> **WHAT YOU HAVE TO DO**: Scan the following material for the string "when" and copy each line in which it appears.

> **DATASET EXCERPTS**:
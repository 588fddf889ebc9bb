//! Static acoustic tables: symbol to base frequency, formants, duration, voicing and amplitude.
//!
//! Every entry is classified once when the model is built, so the synthesis
//! engine never inspects symbol strings.

mod english;
mod hindi;

use crate::lexicon::{Language, Symbol};
use phonosynth_dsp::{FORMANT_COUNT, Waveform};
use std::collections::HashMap;
use tracing::warn;

/// Articulatory class of a phoneme.
#[derive(Clone, Copy, Debug, PartialEq, Eq, Hash)]
pub enum PhonemeClass {
    Vowel,
    Fricative,
    Stop,
    Affricate,
    Nasal,
    Liquid,
    Glide,
    Unknown,
}

/// Source shape and multipliers shared by every phoneme of a class.
#[derive(Clone, Copy, Debug, PartialEq)]
pub struct ClassTraits {
    pub waveform: Waveform,
    /// multiplies the voice amplitude
    pub amplitude: f64,
    /// multiplies the voice pitch
    pub pitch: f64,
    /// multiplies the formant frequencies
    pub formant: f64,
}

impl PhonemeClass {
    #[must_use]
    pub const fn traits(self) -> ClassTraits {
        let (waveform, amplitude, pitch, formant) = match self {
            PhonemeClass::Vowel => (Waveform::Sawtooth, 1.2, 1.0, 1.0),
            PhonemeClass::Fricative => (Waveform::Square, 0.7, 3.0, 1.5),
            PhonemeClass::Stop => (Waveform::Square, 1.0, 2.0, 1.2),
            PhonemeClass::Affricate => (Waveform::Square, 0.8, 2.5, 1.3),
            PhonemeClass::Nasal => (Waveform::Triangle, 1.1, 0.7, 0.8),
            PhonemeClass::Liquid => (Waveform::Sine, 0.9, 0.85, 0.9),
            PhonemeClass::Glide => (Waveform::Sine, 0.8, 0.9, 0.95),
            PhonemeClass::Unknown => (Waveform::Sine, 0.6, 1.0, 1.0),
        };
        ClassTraits {
            waveform,
            amplitude,
            pitch,
            formant,
        }
    }
}

/// Sibilants sit another half above the fricative pitch.
const SIBILANT_PITCH: f64 = 1.5;

/// A table row before classification.
#[derive(Clone, Copy, Debug)]
pub(crate) struct Row {
    symbol: &'static str,
    frequency: f64,
    formants: [f64; FORMANT_COUNT],
    duration_ms: f64,
    voiced: bool,
    amplitude: f64,
}

const fn row(
    symbol: &'static str,
    frequency: f64,
    formants: [f64; FORMANT_COUNT],
    duration_ms: f64,
    voiced: bool,
    amplitude: f64,
) -> Row {
    Row {
        symbol,
        frequency,
        formants,
        duration_ms,
        voiced,
        amplitude,
    }
}

/// Acoustic description of one phoneme.
#[derive(Clone, Copy, Debug, PartialEq)]
pub struct AcousticProfile {
    pub base_frequency: f64,
    /// F1, F2, F3 in Hz
    pub formants: [f64; FORMANT_COUNT],
    pub duration_ms: f64,
    pub voiced: bool,
    /// `0.0 ..= 1.0`
    pub amplitude: f64,
    pub class: PhonemeClass,
    /// Voice pitch multiplier: class, vowel placement and sibilance combined.
    pub pitch_ratio: f64,
    /// Formant multiplier: the vowel placement for charted vowels, the class otherwise.
    pub formant_ratio: f64,
}

impl AcousticProfile {
    /// Neutral profile substituted for symbols missing from the tables.
    pub const DEFAULT: AcousticProfile = AcousticProfile {
        base_frequency: 120.0,
        formants: [500.0, 1500.0, 2500.0],
        duration_ms: 100.0,
        voiced: false,
        amplitude: 0.5,
        class: PhonemeClass::Unknown,
        pitch_ratio: 1.0,
        formant_ratio: 1.0,
    };

    #[must_use]
    pub fn traits(&self) -> ClassTraits {
        self.class.traits()
    }

    fn classify(
        row: &Row,
        class: PhonemeClass,
        adjustment: Option<(f64, f64)>,
        sibilant: bool,
    ) -> Self {
        let traits = class.traits();
        let (fine_pitch, formant_ratio) = adjustment.unwrap_or((1.0, traits.formant));
        let sibilance = if sibilant { SIBILANT_PITCH } else { 1.0 };
        AcousticProfile {
            base_frequency: row.frequency,
            formants: row.formants,
            duration_ms: row.duration_ms,
            // the class decides for unknowns, the table for everything else
            voiced: row.voiced && class != PhonemeClass::Unknown,
            amplitude: row.amplitude,
            class,
            pitch_ratio: traits.pitch * fine_pitch * sibilance,
            formant_ratio,
        }
    }
}

/// Read-only acoustic tables for every supported language.
#[derive(Debug, Clone)]
pub struct AcousticModel {
    english: HashMap<&'static str, AcousticProfile>,
    hindi: HashMap<&'static str, AcousticProfile>,
}

impl Default for AcousticModel {
    fn default() -> Self {
        Self::new()
    }
}

impl AcousticModel {
    #[must_use]
    pub fn new() -> Self {
        let english = english::TABLE
            .iter()
            .map(|row| {
                let class = english::class_of(row.symbol);
                let profile = AcousticProfile::classify(
                    row,
                    class,
                    english::vowel_adjustment(row.symbol),
                    english::is_sibilant(row.symbol),
                );
                (row.symbol, profile)
            })
            .collect();
        let hindi = hindi::TABLE
            .iter()
            .map(|row| {
                let class = hindi::class_of(row.symbol);
                let adjustment =
                    hindi::english_vowel(row.symbol).and_then(english::vowel_adjustment);
                let profile = AcousticProfile::classify(
                    row,
                    class,
                    adjustment,
                    hindi::is_sibilant(row.symbol),
                );
                (row.symbol, profile)
            })
            .collect();
        AcousticModel { english, hindi }
    }

    fn table(&self, language: Language) -> &HashMap<&'static str, AcousticProfile> {
        match language {
            Language::English => &self.english,
            Language::Hindi => &self.hindi,
        }
    }

    #[must_use]
    pub fn get(&self, symbol: Symbol, language: Language) -> Option<&AcousticProfile> {
        self.table(language).get(symbol.as_str())
    }

    #[must_use]
    pub fn contains(&self, symbol: Symbol, language: Language) -> bool {
        self.get(symbol, language).is_some()
    }

    /// The profile of `symbol`, or [`AcousticProfile::DEFAULT`] with a warning when it is unknown.
    #[must_use]
    pub fn lookup(&self, symbol: Symbol, language: Language) -> &AcousticProfile {
        self.get(symbol, language).unwrap_or_else(|| {
            warn!(%symbol, %language, "unsupported phoneme, using the neutral profile");
            &AcousticProfile::DEFAULT
        })
    }

    /// Number of symbols known for `language`.
    #[must_use]
    pub fn len(&self, language: Language) -> usize {
        self.table(language).len()
    }
}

> **TASK OUTPUT**:
//! Every entry is classified once when the model is built, so the synthesis
    /// The profile of `symbol`, or [`AcousticProfile::DEFAULT`] with a warning when it is unknown.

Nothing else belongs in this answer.